With short films, a host of displays and scientific data and equipment — not to mention patient rangers ready to answer questions — there’s a lot to check out at the observatory.

But by around 4 p.m. it was time to head back, especially considering the giant Bigfoot statue that was calling to me.

The 28-foot-tall statue, at the North Fork Survivors Gift Shop in Kid Valley, is hard to miss, even when you’re driving at about 50 mph. And, because one of my rules of life is “never pass up the chance to do something goofy,” there was no way I could avoid stopping to get my picture taken with it.

If that’s not enough goofiness though, the statue also has a smaller plywood friend, with an image of Bigfoot holding a coffee cup. Inside the gift shop was lots of Bigfoot memorabilia — along with the usual array of Mount St. Helens ash containers. I was tempted by some of the funny T-shirts, like one that read “World’s Biggest Ash Hole,” but this is a family paper, right?

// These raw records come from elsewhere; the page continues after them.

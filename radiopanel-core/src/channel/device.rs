//! Logical radio devices selectable on the channel knob

/// Radio device shown on the panel
#[derive(Debug, Clone, Copy, PartialEq, Eq, Hash)]
#[cfg_attr(feature = "defmt", derive(defmt::Format))]
#[cfg_attr(feature = "serde", derive(serde::Serialize, serde::Deserialize))]
pub enum Device {
    Com1,
    Com2,
    Nav1,
    Nav2,
    /// Distance measuring equipment
    Dme,
    Adf,
    Xpdr,
    /// Reserved selector position
    Unassigned,
}

impl Device {
    /// Every device, in raw selector order
    pub const ALL: [Device; 8] = [
        Device::Com1,
        Device::Com2,
        Device::Nav1,
        Device::Nav2,
        Device::Dme,
        Device::Adf,
        Device::Xpdr,
        Device::Unassigned,
    ];

    /// Map a raw selector position to a device
    pub fn from_raw(raw: u8) -> Self {
        match raw {
            0 => Device::Com1,
            1 => Device::Com2,
            2 => Device::Nav1,
            3 => Device::Nav2,
            4 => Device::Dme,
            5 => Device::Adf,
            6 => Device::Xpdr,
            _ => Device::Unassigned,
        }
    }

    /// Parse a device from its wire format byte
    pub fn from_code(code: u8) -> Option<Self> {
        match code {
            0x00 => Some(Device::Unassigned),
            0x01 => Some(Device::Com1),
            0x02 => Some(Device::Com2),
            0x03 => Some(Device::Nav1),
            0x04 => Some(Device::Nav2),
            0x05 => Some(Device::Dme),
            0x06 => Some(Device::Adf),
            0x07 => Some(Device::Xpdr),
            _ => None,
        }
    }

    /// Convert to wire format byte
    pub fn code(self) -> u8 {
        match self {
            Device::Unassigned => 0x00,
            Device::Com1 => 0x01,
            Device::Com2 => 0x02,
            Device::Nav1 => 0x03,
            Device::Nav2 => 0x04,
            Device::Dme => 0x05,
            Device::Adf => 0x06,
            Device::Xpdr => 0x07,
        }
    }
}

#[cfg(test)]
mod tests {
    use super::*;

    #[test]
    fn test_raw_order() {
        for (raw, device) in Device::ALL.iter().enumerate() {
            assert_eq!(Device::from_raw(raw as u8), *device);
        }
        assert_eq!(Device::from_raw(8), Device::Unassigned);
        assert_eq!(Device::from_raw(0xFF), Device::Unassigned);
    }

    #[test]
    fn test_code_roundtrip() {
        for device in Device::ALL {
            assert_eq!(Device::from_code(device.code()), Some(device));
        }
        assert_eq!(Device::from_code(0x08), None);
    }

    #[test]
    fn test_codes_are_raw_plus_one() {
        for raw in 0..7u8 {
            assert_eq!(Device::from_raw(raw).code(), raw + 1);
        }
    }
}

Even if you pass up the other attractions, don’t skip Patty’s Place at 19 Mile House, which is just a turn or two down from Bigfoot.

From the front, it looks like a typical tourist restaurant. But if you go through to the tables on the back porch, you can try one of their eight varieties of homemade cobbler with ice cream while looking out over a gorgeous cliffside view of the Toutle River.

I had the raspberry peach cobbler, which was all kinds of tasty without being too sweet. And the restaurant’s organic coffee was a great boost before the rest of the drive home.